Nauzer K Bharucha, Times News Network, April 9 2018
There is no single salt pan plot in Mumbai which is 1,000 acres. This opens up the possibility of allowing development on salt pans in the city since the Centre says that only contiguous land over 1,000 acres can be now defined as wetland, say government sources.
The issue was discussed during a meeting held by the state’s chief secretary soon after the directive for a new survey of salt pans came from the Union environment ministry. “MMRDA has started the survey,” said a senior official.
Three years ago, chief minister Devendra Fadnavis had announced that 600 acres of Mumbai’s salt pans could be used to build affordable homes. In 2016, MMRDAsurveyed all salt pan parcels and established that barely 25 acres of such land—a negligible 0.5%—is developable. Worse, these pockets are not contiguous, but are in bits and pieces in different locations of the eastern suburbs.

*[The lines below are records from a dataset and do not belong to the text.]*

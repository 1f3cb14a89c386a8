//! Reconstructed feature geometries and reconstruct handles

use crate::layer_proxy::reconstruction::ReconstructionTreeCreator;
use crate::reconstruct_context::GeometryPropertyHandle;
use crate::reconstruct_method::ReconstructMethod;
use std::fmt;
use std::sync::atomic::{AtomicU64, Ordering};
use std::sync::Arc;
use tecton_model::{FiniteRotation, GeometryOnSphere, WeakFeatureRef};
use tecton_types::{FeatureId, PlateId, ReconstructionTime};

static NEXT_RECONSTRUCT_HANDLE: AtomicU64 = AtomicU64::new(1);

/// Identifies the batch of results produced by one top-level reconstruct call.
///
/// Handles strictly increase across calls, giving consumers a total order to
/// tell fresh results from stale ones.
#[derive(Debug, Clone, Copy, PartialEq, Eq, Hash, PartialOrd, Ord)]
pub struct ReconstructHandle(u64);

impl ReconstructHandle {
    /// Allocate the next handle.
    pub fn next() -> Self {
        ReconstructHandle(NEXT_RECONSTRUCT_HANDLE.fetch_add(1, Ordering::Relaxed))
    }

    pub fn value(self) -> u64 {
        self.0
    }
}

impl fmt::Display for ReconstructHandle {
    fn fmt(&self, f: &mut fmt::Formatter<'_>) -> fmt::Result {
        write!(f, "#{}", self.0)
    }
}

/// One feature's geometry property at one time under one reconstruction.
#[derive(Debug)]
pub struct ReconstructedFeatureGeometry {
    pub(crate) feature: WeakFeatureRef,
    pub(crate) property_index: usize,
    pub(crate) property_handle: GeometryPropertyHandle,
    pub(crate) geometry: GeometryOnSphere,
    pub(crate) reconstruction_time: ReconstructionTime,
    pub(crate) reconstruct_handle: ReconstructHandle,
    pub(crate) reconstruct_method: ReconstructMethod,
    pub(crate) reconstruction_plate_id: Option<PlateId>,
    pub(crate) finite_rotation: Option<FiniteRotation>,
    pub(crate) reconstruction_tree_creator: ReconstructionTreeCreator,
}

impl ReconstructedFeatureGeometry {
    pub fn feature_ref(&self) -> &WeakFeatureRef {
        &self.feature
    }

    pub fn feature_id(&self) -> &FeatureId {
        self.feature.feature_id()
    }

    /// Index of the geometry property within its feature.
    pub fn property_index(&self) -> usize {
        self.property_index
    }

    pub fn geometry_property_handle(&self) -> GeometryPropertyHandle {
        self.property_handle
    }

    pub fn reconstructed_geometry(&self) -> &GeometryOnSphere {
        &self.geometry
    }

    pub fn reconstruction_time(&self) -> ReconstructionTime {
        self.reconstruction_time
    }

    pub fn reconstruct_handle(&self) -> ReconstructHandle {
        self.reconstruct_handle
    }

    pub fn reconstruct_method(&self) -> ReconstructMethod {
        self.reconstruct_method
    }

    pub fn reconstruction_plate_id(&self) -> Option<PlateId> {
        self.reconstruction_plate_id
    }

    /// The rotation applied to the present-day geometry, when a single
    /// rotation describes the reconstruction.
    pub fn finite_rotation(&self) -> Option<&FiniteRotation> {
        self.finite_rotation.as_ref()
    }

    pub fn reconstruction_tree_creator(&self) -> &ReconstructionTreeCreator {
        &self.reconstruction_tree_creator
    }
}

/// A reconstructed geometry paired with the handle of its present-day geometry.
#[derive(Debug, Clone)]
pub struct Reconstruction {
    pub geometry_property_handle: GeometryPropertyHandle,
    pub rfg: Arc<ReconstructedFeatureGeometry>,
}

/// All reconstructions of one feature at one time.
#[derive(Debug, Clone)]
pub struct ReconstructedFeature {
    pub feature: WeakFeatureRef,
    pub reconstructions: Vec<Reconstruction>,
}

/// Results for one slot of a time span.
#[derive(Debug, Clone)]
pub struct TimeSlotReconstruction<T> {
    pub time: ReconstructionTime,
    pub items: Vec<T>,
}

/// Reconstructions of one feature at every slot of a time span.
#[derive(Debug, Clone)]
pub struct ReconstructedFeatureTimeSpan {
    pub feature: WeakFeatureRef,
    /// One entry per time slot, oldest first; empty where inactive.
    pub time_slots: Vec<TimeSlotReconstruction<Reconstruction>>,
}

/// The output of one top-level reconstruct call.
#[derive(Debug, Clone)]
pub struct ReconstructBatch<T> {
    pub reconstruct_handle: ReconstructHandle,
    pub items: Vec<T>,
}

impl<T> ReconstructBatch<T> {
    pub fn len(&self) -> usize {
        self.items.len()
    }

    pub fn is_empty(&self) -> bool {
        self.items.is_empty()
    }
}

The survey found that large swathes of salt pans cannot be built upon as they are wetland or covered with mangroves. Some expanses are encroached by slums and buildings while other plots are under litigation and title disputes. After the report was submitted, a senior government official had told TOI that there could be no scope to prepare a master plan for housing on salt pan land. “The Centre will have to change the rules to allow construction,” he had said. Coastal Regulation Zone (CRZ) norms ban construction near wetland and mangroves.
Environmentalists say notwithstanding the environment ministry’s move to open up salt pans for development, these sprawls are still protected under the existing laws. Debi Goenka of the Conservation Action trust said all salt pans fall under CRZ and the Wetland Rules of 2017 exclude all areas that fall under CRZ. “Salt pans are still categorized as CRZ 1 as per the 2011 CRZ notification. Since salt pans fall within the high tide line and low tide line, there is no question of any building proposal being permitted in these areas,” he said.
The sprawling salt pans act as a natural buffer along Mumbai’s coastline and are part of a contiguous ecosystem that includes estuaries, wetlands and mangroves. They are free of human habitation and afford the last few tracts of open space and clean air available around the city.
Private salt works and land were in existence prior to the advent of the Portuguese and Marathas in the former Bombay and Salsette islands. They existed in Thane, Panvel, Uran, Trombay and Chembur.